You should read The Three Body Problem by Cixin Liu

Chobbes,

Shaken, not stirred?

Ulvain,

Sorry if someone else pointed to this already, but this could be relevant for your story:

“Unlike a body circling a single star, a planet orbiting a pair of stars would have to contend with two gravitational fields. And because the stars themselves orbit each other, the strength of the gravitational forces would constantly change.”

Source

flashgnash,

Ooooh and just when I’d kinda given up on a scientific explanation that works rather well

Good idea there

Ulvain,

I’m so glad i could help!!

SubArcticTundra,

Wow that would be bound to have some cool side effects.
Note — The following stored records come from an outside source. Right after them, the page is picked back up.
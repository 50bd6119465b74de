mod format;
mod perf;
mod time_utils;

pub use format::{format_change, format_number, format_usd};
pub use time_utils::{AppInstant, format_duration, now_local_hms};
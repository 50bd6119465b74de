use eframe::egui::{Color32, Frame, Margin, Stroke};

pub use crate::ui::ui_text::UI_TEXT;

/// UI Colors for consistent theming
#[derive(Clone, Copy, Default)]
pub struct UiColors {
    pub label: Color32,
    pub heading: Color32,
    pub subsection_heading: Color32,
    pub central_panel: Color32,
    pub side_panel: Color32,
    pub nav_idle: Color32,
}

/// Main UI configuration struct that holds all UI-related settings
#[derive(Default, Clone, Copy)]
pub struct UiConfig {
    pub colors: UiColors,
    /// Width of the symbol text box on the analyst page
    pub symbol_input_width: f32,
}

/// Global UI configuration instance
pub static UI_CONFIG: UiConfig = UiConfig {
    colors: UiColors {
        label: Color32::LIGHT_GRAY, // This sets every label globally to this color
        heading: Color32::WHITE,
        subsection_heading: Color32::from_rgb(0x60, 0xa5, 0xfa),
        central_panel: Color32::from_rgb(17, 24, 39),
        side_panel: Color32::from_rgb(31, 41, 55),
        nav_idle: Color32::LIGHT_GRAY,
    },
    symbol_input_width: 140.0,
};

impl UiConfig {
    /// Frame for the Top Toolbar (Standard padding)
    pub fn top_panel_frame(&self) -> Frame {
        Frame {
            fill: self.colors.side_panel,
            stroke: Stroke::NONE,
            inner_margin: Margin::same(8),
            ..Default::default()
        }
    }

    /// Frame for Bottom Status bar (Tighter vertical padding)
    pub fn bottom_panel_frame(&self) -> Frame {
        Frame {
            fill: self.colors.side_panel,
            stroke: Stroke::NONE,
            inner_margin: Margin::symmetric(8, 4), // Tighter vertically
            ..Default::default()
        }
    }

    pub fn central_panel_frame(&self) -> Frame {
        Frame {
            fill: self.colors.central_panel,
            stroke: Stroke::NONE,
            inner_margin: Margin::same(12),
            ..Default::default()
        }
    }
}
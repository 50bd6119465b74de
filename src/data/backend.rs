use std::sync::Arc;

use eframe::egui;

use crate::{
    data::{FetchTask, MarketApi, TaskSpawner},
    domain::{CoinRow, MarketPoint, PricePoint, Symbol},
    error::FetchResult,
};

pub type TopCoinsTask = FetchTask<FetchResult<Vec<CoinRow>>>;
pub type OverviewTask = FetchTask<FetchResult<Vec<MarketPoint>>>;
pub type AnalystTask = FetchTask<FetchResult<Vec<PricePoint>>>;

/// The market API paired with the spawner its requests run on. Cheap to clone.
#[derive(Clone)]
pub struct Backend {
    api: Arc<dyn MarketApi>,
    spawner: TaskSpawner,
}

impl Backend {
    pub fn new(api: Arc<dyn MarketApi>, spawner: TaskSpawner) -> Self {
        Self { api, spawner }
    }

    pub fn fetch_top_coins(&self, ctx: &egui::Context) -> TopCoinsTask {
        let api = self.api.clone();
        self.spawner
            .spawn(ctx, async move { api.top_coins().await })
    }

    pub fn fetch_overview(&self, ctx: &egui::Context) -> OverviewTask {
        let api = self.api.clone();
        self.spawner.spawn(ctx, async move { api.overview().await })
    }

    pub fn fetch_analyst(&self, ctx: &egui::Context, symbol: Symbol) -> AnalystTask {
        let api = self.api.clone();
        self.spawner
            .spawn(ctx, async move { api.analyst(&symbol).await })
    }
}
//! The three dashboard pages. Each view owns its data, its status and its chart slot.

mod analyst;
mod overview;
mod top_coins;

pub use analyst::AnalystView;
pub use overview::OverviewView;
pub use top_coins::TopCoinsView;

use eframe::egui::{Button, Ui};

use crate::{
    error::FetchError,
    ui::{UI_TEXT, UiStyleExt},
};

#[derive(Debug, Clone, Default, PartialEq)]
pub enum LoadStatus {
    #[default]
    Idle,
    Loading,
    Loaded,
    /// Shown inline; whatever was on screen before stays there.
    Failed(String),
}

impl LoadStatus {
    pub fn is_loading(&self) -> bool {
        matches!(self, LoadStatus::Loading)
    }

    pub(crate) fn failed(err: &FetchError) -> Self {
        LoadStatus::Failed(format!("{}: {}", UI_TEXT.label_load_failed, err))
    }

    pub(crate) fn lost() -> Self {
        LoadStatus::Failed(format!(
            "{}: request ended without a result",
            UI_TEXT.label_load_failed
        ))
    }
}

/// Page heading with a reload button. Returns true when reload was clicked.
pub(crate) fn render_page_header(ui: &mut Ui, title: &str, status: &LoadStatus) -> bool {
    let mut reload = false;
    ui.horizontal(|ui| {
        ui.heading(title);
        ui.add_space(12.0);
        reload = ui
            .add_enabled(!status.is_loading(), Button::new(UI_TEXT.label_reload.as_str()))
            .clicked();
    });
    reload
}

pub(crate) fn render_status(ui: &mut Ui, status: &LoadStatus, updated_at: Option<&str>) {
    match status {
        LoadStatus::Idle => {}
        LoadStatus::Loading => ui.loading_indicator(&UI_TEXT.label_loading),
        LoadStatus::Loaded => {
            if let Some(at) = updated_at {
                ui.label_subdued(format!("{} {}", UI_TEXT.label_updated, at));
            }
        }
        LoadStatus::Failed(message) => ui.label_error(message),
    }
}
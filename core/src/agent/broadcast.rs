use std::sync::atomic::{AtomicU64, Ordering};
use std::sync::{Arc, Mutex, PoisonError};

use super::state::AgentState;

pub type Listener = Arc<dyn Fn(&AgentState) + Send + Sync>;

#[derive(Debug, Clone, Copy, PartialEq, Eq, Hash)]
pub struct SubscriptionId(u64);

/// Explicit listener list; every state change is pushed to each entry.
#[derive(Default)]
pub struct Listeners {
    next_id: AtomicU64,
    entries: Mutex<Vec<(SubscriptionId, Listener)>>,
}

impl Listeners {
    pub fn subscribe(&self, listener: Listener) -> SubscriptionId {
        let id = SubscriptionId(self.next_id.fetch_add(1, Ordering::Relaxed));
        self.entries
            .lock()
            .unwrap_or_else(PoisonError::into_inner)
            .push((id, listener));
        id
    }

    pub fn unsubscribe(&self, id: SubscriptionId) -> bool {
        let mut entries = self.entries.lock().unwrap_or_else(PoisonError::into_inner);
        let before = entries.len();
        entries.retain(|(entry_id, _)| *entry_id != id);
        entries.len() != before
    }

    pub fn len(&self) -> usize {
        self.entries.lock().unwrap_or_else(PoisonError::into_inner).len()
    }

    pub fn is_empty(&self) -> bool {
        self.len() == 0
    }

    /// Listeners run outside the registry lock so they may unsubscribe.
    pub fn broadcast(&self, state: &AgentState) {
        let snapshot: Vec<Listener> = self
            .entries
            .lock()
            .unwrap_or_else(PoisonError::into_inner)
            .iter()
            .map(|(_, listener)| Arc::clone(listener))
            .collect();
        for listener in snapshot {
            listener(state);
        }
    }
}

#[cfg(test)]
mod tests {
    use super::*;
    use std::sync::atomic::AtomicUsize;

    #[test]
    fn unsubscribed_listeners_stop_receiving() {
        let listeners = Listeners::default();
        let hits = Arc::new(AtomicUsize::new(0));
        let counter = Arc::clone(&hits);
        let id = listeners.subscribe(Arc::new(move |_| {
            counter.fetch_add(1, Ordering::SeqCst);
        }));

        listeners.broadcast(&AgentState::new());
        assert!(listeners.unsubscribe(id));
        assert!(!listeners.unsubscribe(id));
        listeners.broadcast(&AgentState::new());

        assert_eq!(hits.load(Ordering::SeqCst), 1);
        assert!(listeners.is_empty());
    }
}
use std::sync::atomic::{AtomicBool, Ordering};
use std::sync::Arc;
use std::time::Duration;

use tokio::sync::Mutex;
use uuid::Uuid;

use super::broadcast::{Listener, Listeners, SubscriptionId};
use super::poller::PollerHandle;
use super::state::{AgentState, AgentStatus, FieldSource, SessionField};
use crate::capture::{
    field_id_from_label, filter_candidates, merge_fields, CandidateField, FieldExtractor, ScreenCapture,
};
use crate::config::AgentConfig;
use crate::context::{matches_linked, Classification, ContextTracker, FrontmostContext};
use crate::error::AgentError;
use crate::geometry::{self, OriginalBounds, PushLedger};
use crate::inject::{self, PasteTiming};
use crate::panel::{ease_in_cubic, ease_out_cubic, slide_frames, PanelMachine, PanelPhase, PanelSurface};
use crate::platform::{run_blocking, OsAutomation, WindowRef};

const ENABLE_LOGS: bool = true;
use crate::{log_error, log_info, log_warn};

/// Used for panel positions when the screen size query fails.
const FALLBACK_SCREEN_WIDTH: i32 = 1440;

/// Backends the controller drives.
pub struct AgentDeps {
    pub os: Arc<dyn OsAutomation>,
    pub capture: Arc<dyn ScreenCapture>,
    pub extractor: Arc<dyn FieldExtractor>,
    pub surface: Arc<dyn PanelSurface>,
}

/// Single owner of [`AgentState`]. Every public operation catches its own
/// failures, records them in `last_error`, broadcasts and hands back the
/// resulting snapshot, so shortcut and UI callbacks never see an error.
#[derive(Clone)]
pub struct AgentController {
    config: Arc<AgentConfig>,
    os: Arc<dyn OsAutomation>,
    capture: Arc<dyn ScreenCapture>,
    extractor: Arc<dyn FieldExtractor>,
    surface: Arc<dyn PanelSurface>,
    state: Arc<Mutex<AgentState>>,
    tracker: Arc<Mutex<ContextTracker>>,
    panel: Arc<Mutex<PanelMachine>>,
    pushed: Arc<Mutex<PushLedger>>,
    listeners: Arc<Listeners>,
    capture_guard: Arc<Mutex<()>>,
    paste_guard: Arc<Mutex<()>>,
    transition: Arc<Mutex<()>>,
    context_lost: Arc<AtomicBool>,
    poller: Arc<Mutex<Option<PollerHandle>>>,
}
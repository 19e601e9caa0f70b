use anyhow::{Context, Result};
use log::warn;
use serde::{Deserialize, Serialize};
use std::{fs, path::Path, time::Duration};

#[derive(Debug, Clone, PartialEq, Serialize, Deserialize)]
#[serde(tag = "backend", rename_all = "camelCase")]
pub enum ExtractorSettings {
    /// Tesseract CLI; reads `Label: value` lines off the screenshot.
    #[serde(rename_all = "camelCase")]
    LocalOcr { tesseract_path: String },
    /// OpenAI-compatible chat-completions endpoint with vision input.
    #[serde(rename_all = "camelCase")]
    Vision {
        endpoint: String,
        model: String,
        timeout_secs: u64,
    },
}

impl Default for ExtractorSettings {
    fn default() -> Self {
        ExtractorSettings::LocalOcr {
            tesseract_path: "tesseract".into(),
        }
    }
}

#[derive(Debug, Clone, PartialEq, Serialize, Deserialize)]
#[serde(default, rename_all = "camelCase")]
pub struct RecordSettings {
    pub base_url: String,
    pub email: Option<String>,
    pub third_party_id: Option<String>,
    /// Cached bearer tokens are refreshed this long before they expire.
    pub refresh_margin_secs: i64,
    pub timeout_secs: u64,
}

impl Default for RecordSettings {
    fn default() -> Self {
        Self {
            base_url: String::new(),
            email: None,
            third_party_id: None,
            refresh_margin_secs: 60,
            timeout_secs: 20,
        }
    }
}

#[derive(Debug, Clone, PartialEq, Serialize, Deserialize)]
#[serde(default, rename_all = "camelCase")]
pub struct AgentConfig {
    /// Process name of the agent itself, used to recognise its own windows.
    pub own_app_name: String,
    /// Title / app-name fragments that identify the clinical-notes source app.
    pub source_markers: Vec<String>,
    pub poll_interval_ms: u64,
    /// Linked-window validation runs every N context polls.
    pub link_validation_every: u32,
    pub close_after_missed_polls: u32,
    pub panel_width: i32,
    pub animation_ms: u64,
    pub animation_steps: u32,
    pub pairing_settle_ms: u64,
    pub paste_settle_ms: u64,
    pub paste_land_ms: u64,
    pub min_confidence: f64,
    pub extraction_hint: Option<String>,
    pub extractor: ExtractorSettings,
    pub records: RecordSettings,
}

impl Default for AgentConfig {
    fn default() -> Self {
        Self {
            own_app_name: "notelink".into(),
            source_markers: vec!["Heidi".into()],
            poll_interval_ms: 1000,
            link_validation_every: 5,
            close_after_missed_polls: 2,
            panel_width: 400,
            animation_ms: 220,
            animation_steps: 12,
            pairing_settle_ms: 300,
            paste_settle_ms: 80,
            paste_land_ms: 250,
            min_confidence: 0.7,
            extraction_hint: Some("clinical consultation note".into()),
            extractor: ExtractorSettings::default(),
            records: RecordSettings::default(),
        }
    }
}

impl AgentConfig {
    /// Missing file yields defaults; a corrupt file is logged and ignored.
    pub fn load(path: &Path) -> Result<Self> {
        let config = if path.exists() {
            let contents = fs::read_to_string(path)
                .with_context(|| format!("Failed to read agent config from {}", path.display()))?;
            match serde_json::from_str(&contents) {
                Ok(config) => config,
                Err(err) => {
                    warn!("Ignoring corrupt agent config {}: {err}", path.display());
                    AgentConfig::default()
                }
            }
        } else {
            AgentConfig::default()
        };

        Ok(config.with_env_overrides())
    }

    pub fn save(&self, path: &Path) -> Result<()> {
        if let Some(parent) = path.parent() {
            fs::create_dir_all(parent)
                .with_context(|| format!("Failed to create {}", parent.display()))?;
        }
        let serialized = serde_json::to_string_pretty(self)?;
        fs::write(path, serialized)
            .with_context(|| format!("Failed to write agent config to {}", path.display()))
    }

    fn with_env_overrides(mut self) -> Self {
        let debug_mode = std::env::var("NOTELINK_DEBUG")
            .map(|value| value == "1" || value.eq_ignore_ascii_case("true"))
            .unwrap_or(false);
        if debug_mode {
            self.poll_interval_ms = self.poll_interval_ms.min(250);
        }
        self
    }

    pub fn poll_interval(&self) -> Duration {
        Duration::from_millis(self.poll_interval_ms.max(1))
    }

    pub fn paste_settle(&self) -> Duration {
        Duration::from_millis(self.paste_settle_ms)
    }

    pub fn paste_land(&self) -> Duration {
        Duration::from_millis(self.paste_land_ms)
    }

    pub fn pairing_settle(&self) -> Duration {
        Duration::from_millis(self.pairing_settle_ms)
    }

    pub fn animation_step(&self) -> Duration {
        Duration::from_millis(self.animation_ms / u64::from(self.animation_steps.max(1)))
    }
}

#[cfg(test)]
mod tests {
    use super::*;

    #[test]
    fn missing_file_returns_defaults() {
        let dir = tempfile::tempdir().expect("create temp dir");
        let config = AgentConfig::load(&dir.path().join("agent.json")).expect("load");
        assert_eq!(config.panel_width, 400);
        assert_eq!(config.min_confidence, 0.7);
        assert_eq!(config.close_after_missed_polls, 2);
    }

    #[test]
    fn partial_file_fills_remaining_defaults() {
        let dir = tempfile::tempdir().expect("create temp dir");
        let path = dir.path().join("agent.json");
        std::fs::write(&path, r#"{"panelWidth": 360, "sourceMarkers": ["Scribe"]}"#).expect("write");

        let config = AgentConfig::load(&path).expect("load");
        assert_eq!(config.panel_width, 360);
        assert_eq!(config.source_markers, vec!["Scribe".to_string()]);
        assert_eq!(config.own_app_name, "notelink");
    }

    #[test]
    fn corrupt_file_returns_defaults() {
        let dir = tempfile::tempdir().expect("create temp dir");
        let path = dir.path().join("agent.json");
        std::fs::write(&path, "not valid json").expect("write corrupt file");

        let config = AgentConfig::load(&path).expect("load");
        assert_eq!(config.panel_width, AgentConfig::default().panel_width);
    }

    #[test]
    fn extractor_backend_is_tagged() {
        let json = r#"{"extractor": {"backend": "vision", "endpoint": "http://localhost:8080/v1/chat/completions", "model": "gpt-4o-mini", "timeoutSecs": 30}}"#;
        let config: AgentConfig = serde_json::from_str(json).expect("deserialize");
        match config.extractor {
            ExtractorSettings::Vision { model, timeout_secs, .. } => {
                assert_eq!(model, "gpt-4o-mini");
                assert_eq!(timeout_secs, 30);
            }
            other => panic!("expected vision backend, got {other:?}"),
        }
    }

    #[test]
    fn save_then_load_keeps_values() {
        let dir = tempfile::tempdir().expect("create temp dir");
        let path = dir.path().join("nested").join("agent.json");
        let config = AgentConfig {
            panel_width: 520,
            paste_land_ms: 400,
            ..AgentConfig::default()
        };
        config.save(&path).expect("save");
        let loaded = AgentConfig::load(&path).expect("load");
        assert_eq!(loaded.panel_width, 520);
        assert_eq!(loaded.paste_land(), Duration::from_millis(400));
        assert_eq!(loaded.records, config.records);
    }
}
mod agent_commands;
mod permissions;
mod records_commands;
mod shortcuts;
mod surface;

use std::path::PathBuf;
use std::sync::Arc;

use anyhow::{anyhow, Context};
use log::{info, warn};
use notelink_core::{
    AgentConfig, AgentController, AgentDeps, AgentState, ExtractorSettings, FieldExtractor,
    LocalOcrExtractor, MacOsAutomation, MacScreenCapture, RecordClient, VisionExtractor,
};
use tauri::{App, Emitter, Manager, RunEvent};

use agent_commands::{
    acknowledge_error, add_manual_field, capture_and_enrich, clear_session, disconnect,
    get_agent_state, get_linked_window, list_windows, paste_current_field, select_next_field,
    select_previous_field, set_linked_window, start_context_polling, stop_context_polling,
    toggle_panel,
};
use permissions::{open_accessibility_settings, open_screen_recording_settings};
use records_commands::{
    create_record_session, fetch_record_profile, fetch_record_session, update_record_session,
};
use surface::TauriPanelSurface;

pub const STATE_EVENT: &str = "agent-state-updated";
const CONFIG_FILE: &str = "agent.json";

pub(crate) struct AppState {
    pub(crate) agent: AgentController,
    pub(crate) records: Arc<RecordClient>,
}

fn config_path(app: &App) -> anyhow::Result<PathBuf> {
    let config_dir = app
        .path()
        .app_config_dir()
        .map_err(|err| anyhow!(err))?;
    std::fs::create_dir_all(&config_dir)
        .with_context(|| format!("Failed to create {}", config_dir.display()))?;
    Ok(config_dir.join(CONFIG_FILE))
}

fn build_extractor(settings: &ExtractorSettings) -> anyhow::Result<Arc<dyn FieldExtractor>> {
    Ok(match settings {
        ExtractorSettings::LocalOcr { tesseract_path } => {
            info!("Using local OCR extractor ({tesseract_path})");
            Arc::new(LocalOcrExtractor::new(tesseract_path.clone()))
        }
        ExtractorSettings::Vision {
            endpoint,
            model,
            timeout_secs,
        } => {
            info!("Using vision extractor {model} at {endpoint}");
            Arc::new(VisionExtractor::new(endpoint.clone(), model.clone(), *timeout_secs)?)
        }
    })
}

fn setup_agent(app: &mut App) -> anyhow::Result<()> {
    let path = config_path(app)?;
    if !path.exists() {
        AgentConfig::default().save(&path)?;
        info!("Wrote default agent config to {}", path.display());
    }
    let config = AgentConfig::load(&path)?;

    let surface = Arc::new(TauriPanelSurface::new(app.handle().clone()));
    if let Err(err) = surface.prepare(config.panel_width) {
        warn!("Panel window setup incomplete: {err:#}");
    }

    let records = Arc::new(RecordClient::new(&config.records)?);
    if !records.is_configured() {
        info!("Record API not configured; record commands will report an error");
    }

    let deps = AgentDeps {
        os: Arc::new(MacOsAutomation::new()),
        capture: Arc::new(MacScreenCapture::new()),
        extractor: build_extractor(&config.extractor)?,
        surface,
    };
    let agent = AgentController::new(config, deps);

    let app_handle = app.handle().clone();
    agent.subscribe(Arc::new(move |state: &AgentState| {
        if let Err(err) = app_handle.emit(STATE_EVENT, state) {
            warn!("Failed to emit {STATE_EVENT}: {err}");
        }
    }));

    app.manage(AppState {
        agent: agent.clone(),
        records,
    });

    shortcuts::register(app)?;

    tauri::async_runtime::spawn(async move {
        agent.start_context_polling().await;
    });

    Ok(())
}

#[cfg_attr(mobile, tauri::mobile_entry_point)]
pub fn run() {
    // Initialize logging (reads RUST_LOG env var)
    env_logger::Builder::from_default_env()
        .filter_level(log::LevelFilter::Info)
        .init();

    log::info!("notelink starting up...");

    let app = tauri::Builder::default()
        .plugin(tauri_plugin_opener::init())
        .setup(|app| setup_agent(app).map_err(|err| err.into()))
        .invoke_handler(tauri::generate_handler![
            get_agent_state,
            capture_and_enrich,
            select_previous_field,
            select_next_field,
            paste_current_field,
            clear_session,
            add_manual_field,
            acknowledge_error,
            list_windows,
            set_linked_window,
            get_linked_window,
            toggle_panel,
            disconnect,
            start_context_polling,
            stop_context_polling,
            // Record API
            fetch_record_profile,
            create_record_session,
            fetch_record_session,
            update_record_session,
            // Permission remediation
            open_screen_recording_settings,
            open_accessibility_settings,
        ])
        .build(tauri::generate_context!())
        .expect("error while building tauri application");

    app.run(|app_handle, event| {
        if let RunEvent::Exit = event {
            if let Some(state) = app_handle.try_state::<AppState>() {
                let agent = state.agent.clone();
                tauri::async_runtime::block_on(agent.shutdown());
                log::info!("notelink shut down, windows restored");
            }
        }
    });
}
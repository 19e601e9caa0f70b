//! Capture → extract boundaries and the candidate filter that feeds the
//! session merge.

pub mod merge;
pub mod ocr;
pub mod screen;
pub mod vision;

use async_trait::async_trait;
use serde::{Deserialize, Serialize};

use crate::error::AgentError;
use crate::platform::CaptureRect;

pub use merge::{merge_fields, MergeOutcome};
pub use ocr::LocalOcrExtractor;
pub use screen::MacScreenCapture;
pub use vision::VisionExtractor;

/// One extraction result before confidence filtering and merge.
#[derive(Debug, Clone, PartialEq, Serialize, Deserialize)]
#[serde(rename_all = "camelCase")]
pub struct CandidateField {
    pub id: String,
    pub label: String,
    pub value: String,
    #[serde(default, rename = "type")]
    pub field_type: Option<String>,
    pub confidence: f64,
}

pub trait ScreenCapture: Send + Sync {
    /// PNG bytes of the main display.
    fn capture_full_screen(&self) -> Result<Vec<u8>, AgentError>;
    fn capture_region(&self, rect: &CaptureRect) -> Result<Vec<u8>, AgentError>;
}

/// Turns a screenshot into candidate fields. Local OCR and remote vision
/// backends share this contract.
#[async_trait]
pub trait FieldExtractor: Send + Sync {
    async fn extract(&self, image: &[u8], hint: Option<&str>) -> Result<Vec<CandidateField>, AgentError>;
}

/// Drop low-confidence, blank and id-less candidates.
pub fn filter_candidates(candidates: Vec<CandidateField>, min_confidence: f64) -> Vec<CandidateField> {
    candidates
        .into_iter()
        .filter(|candidate| candidate.confidence >= min_confidence)
        .filter(|candidate| !candidate.id.trim().is_empty() && !candidate.value.trim().is_empty())
        .collect()
}

/// `"Patient Name"` → `"patient_name"`.
pub fn field_id_from_label(label: &str) -> String {
    let mut id = String::with_capacity(label.len());
    for ch in label.trim().chars() {
        if ch.is_alphanumeric() {
            id.extend(ch.to_lowercase());
        } else if !id.ends_with('_') && !id.is_empty() {
            id.push('_');
        }
    }
    id.trim_end_matches('_').to_string()
}
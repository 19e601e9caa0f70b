use std::fs;
use std::path::{Path, PathBuf};
use std::process::{Command, Stdio};

use log::debug;
use uuid::Uuid;

use super::ScreenCapture;
use crate::error::AgentError;
use crate::platform::CaptureRect;

/// `screencapture` CLI backend. Writes to a scratch PNG and hands back its
/// bytes; the scratch file is always removed.
#[derive(Debug, Clone, Default)]
pub struct MacScreenCapture {
    scratch_dir: Option<PathBuf>,
}

impl MacScreenCapture {
    pub fn new() -> Self {
        Self::default()
    }

    pub fn with_scratch_dir(dir: impl Into<PathBuf>) -> Self {
        Self {
            scratch_dir: Some(dir.into()),
        }
    }

    fn scratch_path(&self) -> PathBuf {
        let dir = self.scratch_dir.clone().unwrap_or_else(std::env::temp_dir);
        dir.join(format!("notelink-capture-{}.png", Uuid::new_v4()))
    }

    fn run(&self, extra_args: &[String]) -> Result<Vec<u8>, AgentError> {
        let output_path = self.scratch_path();
        let result = run_screencapture(extra_args, &output_path);
        let _ = fs::remove_file(&output_path);
        result
    }
}

impl ScreenCapture for MacScreenCapture {
    fn capture_full_screen(&self) -> Result<Vec<u8>, AgentError> {
        self.run(&[])
    }

    fn capture_region(&self, rect: &CaptureRect) -> Result<Vec<u8>, AgentError> {
        if rect.width <= 0 || rect.height <= 0 {
            return Err(AgentError::ExternalService(format!(
                "invalid capture region x={} y={} w={} h={}",
                rect.x, rect.y, rect.width, rect.height
            )));
        }
        self.run(&["-R".to_string(), region_arg(rect)])
    }
}

fn region_arg(rect: &CaptureRect) -> String {
    format!("{},{},{},{}", rect.x, rect.y, rect.width, rect.height)
}

fn run_screencapture(extra_args: &[String], output_path: &Path) -> Result<Vec<u8>, AgentError> {
    let output = Command::new("screencapture")
        .arg("-x")
        .args(["-t", "png"])
        .args(extra_args)
        .arg(output_path)
        .stdin(Stdio::null())
        .output()
        .map_err(|err| AgentError::ExternalService(format!("spawn screencapture: {err}")))?;

    if !output.status.success() {
        let stderr = String::from_utf8_lossy(&output.stderr).trim().to_string();
        debug!("screencapture failed ({}): {stderr}", output.status);
        let lowered = stderr.to_lowercase();
        if lowered.contains("not authorized") || lowered.contains("permission") {
            return Err(AgentError::PermissionDenied(stderr));
        }
        return Err(AgentError::ExternalService(format!(
            "screencapture failed ({}): {stderr}",
            output.status
        )));
    }

    // Without Screen Recording access screencapture can exit 0 and write nothing.
    let bytes = fs::read(output_path).map_err(|_| {
        AgentError::PermissionDenied("screen capture produced no image".to_string())
    })?;
    if bytes.is_empty() {
        return Err(AgentError::PermissionDenied(
            "screen capture produced an empty image".to_string(),
        ));
    }
    Ok(bytes)
}
fn main() {
    tauri_build::build();
}
use anyhow::{anyhow, Context, Result};
use notelink_core::PanelSurface;
use tauri::{AppHandle, LogicalPosition, LogicalSize, Manager, WebviewWindow};

pub const PANEL_LABEL: &str = "panel";
pub const ICON_LABEL: &str = "icon";
pub const PAIRING_LABEL: &str = "pairing";

/// Drives the three webview windows declared in `tauri.conf.json`.
pub struct TauriPanelSurface {
    app: AppHandle,
}

impl TauriPanelSurface {
    pub fn new(app: AppHandle) -> Self {
        Self { app }
    }

    fn window(&self, label: &str) -> Result<WebviewWindow> {
        self.app
            .get_webview_window(label)
            .ok_or_else(|| anyhow!("window '{label}' is not available"))
    }

    /// Size the panel to the configured width and full screen height, and
    /// park it just past the right edge of the screen.
    pub fn prepare(&self, panel_width: i32) -> Result<()> {
        let panel = self.window(PANEL_LABEL)?;
        let (screen_width, screen_height) = match panel.primary_monitor()? {
            Some(monitor) => {
                let size = monitor.size().to_logical::<f64>(monitor.scale_factor());
                (size.width, size.height)
            }
            None => (1440.0, 900.0),
        };
        panel
            .set_size(LogicalSize::new(f64::from(panel_width), screen_height))
            .context("failed to size panel")?;
        panel
            .set_position(LogicalPosition::new(screen_width, 0.0))
            .context("failed to park panel")?;
        panel.hide().context("failed to hide panel")?;
        Ok(())
    }
}

impl PanelSurface for TauriPanelSurface {
    fn set_panel_x(&self, x: i32) -> Result<()> {
        self.window(PANEL_LABEL)?
            .set_position(LogicalPosition::new(f64::from(x), 0.0))
            .context("failed to move panel")
    }

    fn show_panel(&self) -> Result<()> {
        self.window(PANEL_LABEL)?.show().context("failed to show panel")
    }

    fn hide_panel(&self) -> Result<()> {
        self.window(PANEL_LABEL)?.hide().context("failed to hide panel")
    }

    fn show_floating_icon(&self) -> Result<()> {
        self.window(ICON_LABEL)?.show().context("failed to show icon")
    }

    fn hide_floating_icon(&self) -> Result<()> {
        self.window(ICON_LABEL)?.hide().context("failed to hide icon")
    }

    fn show_pairing(&self) -> Result<()> {
        let pairing = self.window(PAIRING_LABEL)?;
        pairing.show().context("failed to show pairing")?;
        pairing.set_focus().context("failed to focus pairing")
    }

    fn hide_pairing(&self) -> Result<()> {
        self.window(PAIRING_LABEL)?.hide().context("failed to hide pairing")
    }
}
I wonder what the trees would look like

lolcatnip,

You wouldn’t notice any difference on the surface of the planet, though. The effects of the moon’s gravity on Earth are extreme in comparison.

amio,

In real world terms it doesn't really make sense, so you'll need to dial up the "fantastic" when explaining/handwaving it. Ever read Sanderson? Because he does both "reasonably realistic except X" and "this wind is basically a God, whatever, fuck you" and makes both work pretty well.

flashgnash,

Oh yeah I do like a good Sanderson book

My thinking was definitely not a realistic/ sci fi world where everything has an explanation, it was just “gravity is like this because it is” and leaving it at that

jimmux,

Just brainstorming a semi-plausible explanations here. What if the variation is due to massive portals/wormholes to other planets? If you’re standing near one that goes to a place with much higher gravity when it opens up, it could cause you to be pulled toward it, or increase gravity around that area. If these portals are kept secret, the gravity fluctuations as they open and close might appear to be as random as weather patterns.

Could be an interesting plot point too, if your story includes races that have secretly come through these portals. Their existence could be discovered by triangulating the gravity changes during an event. Lots of interesting possibilities.